Which IIQ version are you inquiring about?

8.3p4

Share all details about your problem, including any error messages you may have received.

Hello everyone,

Can anyone please help me with the following issue.
We have a role with the provisioning policy form where all of the attributes cannot be seen in the target system. So, every time after the manual work item is completed and the identity has been refreshed, the verification fails and a new manual workitem is created.

There is no way for us to check these attributes using the connector and the only way to change them is manually, also there is no need for us to see this role assigned to the user (we only need to see the archived manual item).

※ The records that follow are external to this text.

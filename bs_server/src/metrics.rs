//! Prometheus metrics for monitoring server health.
//!
//! Metrics are exposed in Prometheus text format on a dedicated listener,
//! enabled via the `METRICS_BIND` environment variable.

use metrics_exporter_prometheus::PrometheusBuilder;
use std::net::SocketAddr;

/// Initialize the Prometheus metrics exporter.
///
/// Metrics become available at `http://<addr>/metrics`.
pub fn init_metrics(addr: SocketAddr) -> Result<(), String> {
    PrometheusBuilder::new()
        .with_http_listener(addr)
        .install()
        .map_err(|e| format!("Failed to install Prometheus exporter: {e}"))
}

/// Record a completed HTTP request.
pub fn http_requests_total(method: &str, path: &str, status: u16) {
    metrics::counter!("http_requests_total",
        "method" => method.to_string(),
        "path" => path.to_string(),
        "status" => status.to_string()
    )
    .increment(1);
}

/// Record HTTP request duration in milliseconds.
pub fn http_request_duration_ms(method: &str, path: &str, duration_ms: f64) {
    metrics::histogram!("http_request_duration_ms",
        "method" => method.to_string(),
        "path" => path.to_string()
    )
    .record(duration_ms);
}

/// Increment the login attempts counter.
pub fn login_attempts_total(success: bool) {
    metrics::counter!("login_attempts_total",
        "success" => success.to_string()
    )
    .increment(1);
}

/// Increment the registrations counter.
pub fn registrations_total(success: bool) {
    metrics::counter!("registrations_total",
        "success" => success.to_string()
    )
    .increment(1);
}

/// Increment the access-token renewals counter.
pub fn token_renewals_total(success: bool) {
    metrics::counter!("token_renewals_total",
        "success" => success.to_string()
    )
    .increment(1);
}
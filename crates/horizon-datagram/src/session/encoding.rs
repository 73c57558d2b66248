//! Text encodings for string payloads.

use std::fmt;
use std::str::FromStr;

use serde::{Deserialize, Serialize};

use crate::error::SessionError;

/// Replacement for characters a narrow encoding cannot represent.
const UNMAPPABLE: u8 = b'?';

/// The text encoding used to turn messages into datagram payloads.
///
/// This is a plain value, so a session's copy can never change underneath
/// it after assignment.
#[derive(Clone, Copy, Debug, PartialEq, Eq, Hash, Default, Serialize, Deserialize)]
#[serde(try_from = "String", into = "String")]
pub enum TextEncoding {
    /// UTF-8.
    #[default]
    Utf8,
    /// UTF-16, little-endian, without a byte order mark.
    Utf16Le,
    /// UTF-16, big-endian, without a byte order mark.
    Utf16Be,
    /// ISO-8859-1.
    Latin1,
    /// 7-bit US-ASCII.
    Ascii,
}

impl TextEncoding {
    /// The canonical label of this encoding.
    pub fn label(&self) -> &'static str {
        match self {
            Self::Utf8 => "utf-8",
            Self::Utf16Le => "utf-16le",
            Self::Utf16Be => "utf-16be",
            Self::Latin1 => "iso-8859-1",
            Self::Ascii => "us-ascii",
        }
    }

    /// Encode a message into bytes.
    ///
    /// Characters outside the range of `Latin1` or `Ascii` are written as `?`.
    pub fn encode(&self, message: &str) -> Vec<u8> {
        match self {
            Self::Utf8 => message.as_bytes().to_vec(),
            Self::Utf16Le => message.encode_utf16().flat_map(u16::to_le_bytes).collect(),
            Self::Utf16Be => message.encode_utf16().flat_map(u16::to_be_bytes).collect(),
            Self::Latin1 => message
                .chars()
                .map(|c| u8::try_from(u32::from(c)).unwrap_or(UNMAPPABLE))
                .collect(),
            Self::Ascii => message
                .chars()
                .map(|c| if c.is_ascii() { c as u8 } else { UNMAPPABLE })
                .collect(),
        }
    }

    /// Decode bytes into a string. Malformed input is replaced, never rejected.
    pub fn decode(&self, bytes: &[u8]) -> String {
        match self {
            Self::Utf8 => String::from_utf8_lossy(bytes).into_owned(),
            Self::Utf16Le => decode_utf16(bytes, u16::from_le_bytes),
            Self::Utf16Be => decode_utf16(bytes, u16::from_be_bytes),
            Self::Latin1 => bytes.iter().map(|&b| char::from(b)).collect(),
            Self::Ascii => bytes
                .iter()
                .map(|&b| if b.is_ascii() { char::from(b) } else { '?' })
                .collect(),
        }
    }
}

fn decode_utf16(bytes: &[u8], unit: fn([u8; 2]) -> u16) -> String {
    let chunks = bytes.chunks_exact(2);
    let dangling = !chunks.remainder().is_empty();
    let mut text: String = char::decode_utf16(chunks.map(|pair| unit([pair[0], pair[1]])))
        .map(|r| r.unwrap_or(char::REPLACEMENT_CHARACTER))
        .collect();
    if dangling {
        text.push(char::REPLACEMENT_CHARACTER);
    }
    text
}

impl fmt::Display for TextEncoding {
    fn fmt(&self, f: &mut fmt::Formatter<'_>) -> fmt::Result {
        f.write_str(self.label())
    }
}

impl FromStr for TextEncoding {
    type Err = SessionError;

    fn from_str(s: &str) -> Result<Self, Self::Err> {
        match s.trim().to_ascii_lowercase().as_str() {
            "utf-8" | "utf8" => Ok(Self::Utf8),
            "utf-16le" | "utf-16" | "utf16le" | "unicode" => Ok(Self::Utf16Le),
            "utf-16be" | "utf16be" => Ok(Self::Utf16Be),
            "iso-8859-1" | "latin1" | "latin-1" => Ok(Self::Latin1),
            "us-ascii" | "ascii" => Ok(Self::Ascii),
            other => Err(SessionError::InvalidArgument(format!(
                "unknown text encoding '{other}'"
            ))),
        }
    }
}

impl TryFrom<String> for TextEncoding {
    type Error = SessionError;

    fn try_from(value: String) -> Result<Self, Self::Error> {
        value.parse()
    }
}

impl From<TextEncoding> for String {
    fn from(encoding: TextEncoding) -> Self {
        encoding.label().to_string()
    }
}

So is there any way to de-provision this role right after the manual item was completed?

Thanks.

So, I’ve just created the task that runs the next rule for every 15 minutes

QueryOptions qo = new QueryOptions();

Bundle role = context.getObjectByName(Bundle.class, "RSATEST1Bus");
String roleId = role.getId();
qo.addFilter(Filter.eq("assignedRoles.id", roleId));
List identities = context.getObjects(Identity.class,qo);

  for (Identity identity : identities){
		ProvisioningPlan plan = new ProvisioningPlan();
		plan.setIdentity(identity);

		plan.add("IIQ", identity.getName(), "assignedRoles", ProvisioningPlan.Operation.Remove, "RSATEST1Bus");


		Provisioner p = new Provisioner(context);
		p.setNoRoleExpansion(false);
		p.setNoLocking(true);
		p.execute(plan);
  }

This topic was automatically closed 60 days after the last reply. New replies are no longer allowed.